Cluster-aware retry strategy
Closed this issue · 13 comments
The following scenario is not possible with the current Xandra.RetryStrategy
:
On a cluster with n
nodes, we want to retry once if the current node fails, and we want to retry n-1
times on different nodes. Since we have 2 different retry_state
s (one for Xandra.Cluster
level retry_state
, one for Xandra
connection pool level retry_state
), it makes it impossible to pass the state between retries from cluster to the connection pool level.
Bonus would be of course, if the next retried node wouldn't be according to purely DCAwareRoundRobinPolicy
in Xandra.Cluster
state, but wouldn't select the node that it already had tried from the caller process for this specific query that is being retried.
Making RetryStrategy
cluster aware is pretty straightforward. By calling RetryStrategy.run_with_retrying/2
with an additional parameter retry_level
which can be either :cluster
or :node
for instance would solve the problem for instance. Question is, would there also be a use case for passing the entire retry_state
of the Xandra.Cluster
level retry strategy to the Xandra
level retry strategy?
Making RetryStrategy
be able to remember which nodes it already tried before is a bit more tricky. Currently, the retry_state
resides in the client process (i.e. that calls Xandra.execute
). So either we'd need to hold which nodes were already tried on the callers side in the retry_state
and do sth. along Pool.checkout(pool, retry_state)
, or the retry_state
lives somehow in Xandra.Cluster
pool. Neither of them sounds like an easy approach.
I’m looking at the "retry policies" exposed by the Python driver, which are documented here. The interesting thing there is that the way a retry strategy signals how to retry is by returning a (retry_type, consistency)
tuple, where retry_type
can be RETRY
, RETRY_NEXT_HOST
, and so on. So, the retry strategy cannot really pick a specific new host in the cluster.
However, the retry strategy does get a list of alive replicas, which I guess it can use to decide whether to retry on the next host or not.
Our retry strategy is "more capable" on one hand, because it can return new options
to pass to the query. So, we can change the consistency but also other things.

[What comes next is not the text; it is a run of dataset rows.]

// =============================================================================
// Mapea Web - Section Router State Machine
// =============================================================================
// Table of Contents:
// 1. Visibility Entries
// 2. SectionRouter
// 3. Transitions
// =============================================================================

use super::section::{section_from_path, section_url, Section};
use crate::browser::{Browser, HistoryState, ScrollMode};
use crate::config::RouterOptions;
use crate::i18n::Language;

// -----------------------------------------------------------------------------
// 1. Visibility Entries
// -----------------------------------------------------------------------------

/// One intersection observation for a section anchor.
#[derive(Clone, Copy, Debug, PartialEq, Eq)]
pub struct Visibility {
    pub section: Section,
    pub intersecting: bool,
}

// -----------------------------------------------------------------------------
// 2. SectionRouter
// -----------------------------------------------------------------------------

/// Owner of `activeSection`. Keeps the address bar and history in step with
/// it.
///
/// Every transition returns the resulting active section. Browser failures
/// are logged and never surface; without a browser the router stays on
/// [`Section::Home`].
#[derive(Debug)]
pub struct SectionRouter<B> {
    browser: B,
    language: Language,
    options: RouterOptions,
    active: Section,
}

impl<B: Browser> SectionRouter<B> {
    pub fn new(browser: B, language: Language, initial: Section, options: RouterOptions) -> Self {
        Self {
            browser,
            language,
            options,
            active: initial,
        }
    }

    pub fn active_section(&self) -> Section {
        self.active
    }

    pub fn browser(&self) -> &B {
        &self.browser
    }

    fn section_from_location(&self) -> Section {
        self.browser
            .pathname()
            .map(|path| section_from_path(&path))
            .unwrap_or_default()
    }

    fn scroll(&self, section: Section, mode: ScrollMode) {
        if !self.browser.scroll_to_section(section, mode) {
            log::debug!("#{} not rendered yet; scroll skipped", section);
        }
    }
}

// -----------------------------------------------------------------------------
// 3. Transitions
// -----------------------------------------------------------------------------

impl<B: Browser> SectionRouter<B> {
    /// Initial load: take the section from the URL and, unless it is home,
    /// scroll there once layout has settled.
    pub fn initialize(&mut self) -> Section {
        let section = self.section_from_location();
        self.active = section;
        log::debug!("router mounted on {}", section);

        if section != Section::Home {
            self.browser
                .schedule_scroll(section, self.options.settle_delay_ms);
        }
        section
    }

    /// Explicit navigation: push a history entry, scroll, and switch.
    pub fn navigate_to_section(&mut self, section: Section, smooth: bool) -> Section {
        let url = section_url(self.language, section);
        if let Err(err) = self.browser.push_state(&HistoryState { section }, &url) {
            log::warn!("push_state({}) failed: {}", url, err);
        }

        self.scroll(section, ScrollMode::from_smooth(smooth));
        self.active = section;
        log::debug!("navigated to {}", section);
        section
    }

    /// A section's anchor entered the trigger band. Rewrites the current
    /// history entry when the section changes. Returns the new section if it
    /// changed.
    pub fn on_section_visible(&mut self, section: Section) -> Option<Section> {
        if section == self.active {
            return None;
        }

        let url = section_url(self.language, section);
        if let Err(err) = self.browser.replace_state(&HistoryState { section }, &url) {
            log::warn!("replace_state({}) failed: {}", url, err);
        }
        self.active = section;
        Some(section)
    }

    /// One observer callback batch. Entries are applied in order, so when
    /// several sections intersect the last one wins.
    pub fn on_intersections<I>(&mut self, batch: I) -> Option<Section>
    where
        I: IntoIterator<Item = Visibility>,
    {
        let mut changed = None;
        for entry in batch.into_iter().filter(|entry| entry.intersecting) {
            if let Some(section) = self.on_section_visible(entry.section) {
                changed = Some(section);
            }
        }
        changed.map(|_| self.active)
    }

    /// Back/forward. The history payload wins; the URL is the fallback.
    pub fn on_pop_state(&mut self, state: Option<Section>) -> Section {
        let section = state.unwrap_or_else(|| self.section_from_location());
        self.active = section;
        self.scroll(section, ScrollMode::Instant);
        log::debug!("history pop to {}", section);
        section
    }
}

#[cfg(test)]
mod tests {
    use super::*;
    use crate::browser::{HistoryKind, MemoryBrowser};

    fn router(path: &str, lang: Language) -> SectionRouter<MemoryBrowser> {
        SectionRouter::new(MemoryBrowser::at(path), lang, Section::Home, RouterOptions::default())
    }

    #[test]
    fn test_initialize_from_section_path() {
        let mut router = router("/en/services", Language::En);
        assert_eq!(router.initialize(), Section::Services);
        assert_eq!(router.active_section(), Section::Services);
        assert_eq!(router.browser().scheduled_scrolls(), vec![(Section::Services, 100)]);
        assert!(router.browser().history().is_empty());
    }

    #[test]
    fn test_initialize_without_section_is_home() {
        let mut router = router("/en", Language::En);
        assert_eq!(router.initialize(), Section::Home);
        assert!(router.browser().scheduled_scrolls().is_empty());
    }

    #[test]
    fn test_initialize_detached_defaults_to_home() {
        let mut router = SectionRouter::new(
            MemoryBrowser::detached(),
            Language::Es,
            Section::Contact,
            RouterOptions::default(),
        );
        assert_eq!(router.active_section(), Section::Contact);
        assert_eq!(router.initialize(), Section::Home);
        assert!(router.browser().scheduled_scrolls().is_empty());
    }

    #[test]
    fn test_navigate_pushes_language_prefixed_url() {
        let mut router = router("/es", Language::Es);
        router.initialize();

        assert_eq!(router.navigate_to_section(Section::Contact, true), Section::Contact);
        assert_eq!(router.active_section(), Section::Contact);

        let history = router.browser().history();
        assert_eq!(history.len(), 1);
        assert_eq!(history[0].kind, HistoryKind::Push);
        assert_eq!(history[0].url, "/es/contact");
        assert_eq!(history[0].state.section, Section::Contact);
        assert_eq!(router.browser().scrolls(), vec![(Section::Contact, ScrollMode::Smooth)]);
        assert_eq!(router.browser().pathname().as_deref(), Some("/es/contact"));
    }

    #[test]
    fn test_navigate_twice_is_stable() {
        let mut router = router("/en", Language::En);
        router.navigate_to_section(Section::Mission, false);
        router.navigate_to_section(Section::Mission, false);
        assert_eq!(router.active_section(), Section::Mission);
        assert_eq!(router.browser().history().len(), 2);
        assert!(router
            .browser()
            .scrolls()
            .iter()
            .all(|(_, mode)| *mode == ScrollMode::Instant));
    }

    #[test]
    fn test_navigate_without_anchor_still_updates() {
        let browser = MemoryBrowser::at("/en").without_anchor(Section::Services);
        let mut router =
            SectionRouter::new(browser, Language::En, Section::Home, RouterOptions::default());

        router.navigate_to_section(Section::Services, true);
        assert_eq!(router.active_section(), Section::Services);
        assert_eq!(router.browser().history()[0].url, "/en/services");
        assert!(router.browser().scrolls().is_empty());
    }

    #[test]
    fn test_navigate_detached_still_updates_state() {
        let mut router = SectionRouter::new(
            MemoryBrowser::detached(),
            Language::En,
            Section::Home,
            RouterOptions::default(),
        );
        assert_eq!(router.navigate_to_section(Section::Contact, true), Section::Contact);
        assert_eq!(router.active_section(), Section::Contact);
        assert!(router.browser().history().is_empty());
    }

    #[test]
    fn test_visible_section_replaces_history() {
        let mut router = router("/en", Language::En);
        router.initialize();

        assert_eq!(router.on_section_visible(Section::Mission), Some(Section::Mission));
        assert_eq!(router.on_section_visible(Section::Mission), None);

        let history = router.browser().history();
        assert_eq!(history.len(), 1);
        assert_eq!(history[0].kind, HistoryKind::Replace);
        assert_eq!(history[0].url, "/en/mission");
    }

    #[test]
    fn test_intersection_batch_last_wins() {
        let mut router = router("/en", Language::En);
        let batch = [
            Visibility { section: Section::Mission, intersecting: true },
            Visibility { section: Section::Contact, intersecting: false },
            Visibility { section: Section::Services, intersecting: true },
        ];

        assert_eq!(router.on_intersections(batch), Some(Section::Services));
        assert_eq!(router.active_section(), Section::Services);

        let urls: Vec<_> = router.browser().history().into_iter().map(|e| e.url).collect();
        assert_eq!(urls, vec!["/en/mission", "/en/services"]);
    }

    #[test]
    fn test_intersection_batch_without_change() {
        let mut router = router("/en", Language::En);
        let batch = [
            Visibility { section: Section::Home, intersecting: true },
            Visibility { section: Section::Mission, intersecting: false },
        ];
        assert_eq!(router.on_intersections(batch), None);
        assert!(router.browser().history().is_empty());
    }

    #[test]
    fn test_pop_state_uses_payload_and_scrolls_instantly() {
        let mut router = router("/en/contact", Language::En);
        router.initialize();

        assert_eq!(router.on_pop_state(Some(Section::Mission)), Section::Mission);
        assert_eq!(router.active_section(), Section::Mission);
        assert_eq!(router.browser().scrolls(), vec![(Section::Mission, ScrollMode::Instant)]);
        assert!(router.browser().history().is_empty());
    }

    #[test]
    fn test_pop_state_falls_back_to_url() {
        let mut router = router("/en", Language::En);
        router.browser().set_path("/en/services/details");
        assert_eq!(router.on_pop_state(None), Section::Services);

        router.browser().set_path("/en");
        assert_eq!(router.on_pop_state(None), Section::Home);
    }
}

My gut feeling is that the right things to do here are:
- Bubble up the retry strategy at the cluster level. What I mean by this is that instead of a retry strategy calling
Xandra.execute
(and friends) again, we retryXandra.Cluster.execute
instead. This way, we can pass the options to the cluster. - Once we do this, we can actually expose a
:target_node
option (typeXandra.Cluster.Host.t/0
) that you can pass toXandra.Cluster.<execute|prepare|...>
. This can be useful in general, and retry strategies can use it to actually pick a node. - We can add a
:retry_next_host
return value too toc:Xandra.RetryStrategy.retry/3
, but I’m not sure we need this with the:target_node
option. We can maybe store the tried nodes in retry strategy's state, and that could be enough.
My general approach to this is that if we're doing this, we need to do this Good™ and have fully-fledged support for clusters. 🙃
Thoughts?
I think it makes a lot of sense to have the retry logic on cluster level.
The part that I have questions about is how we're going to pass these options. Currently, the caller process that calls Xandra.Cluster.execute
executes the RetryStrategy
code, and can only make decisions about how to retry by solely looking into what Xandra.Cluster.execute
returns. We would need to call Xandra.Cluster
to get node information before executing the query (to make the second point work).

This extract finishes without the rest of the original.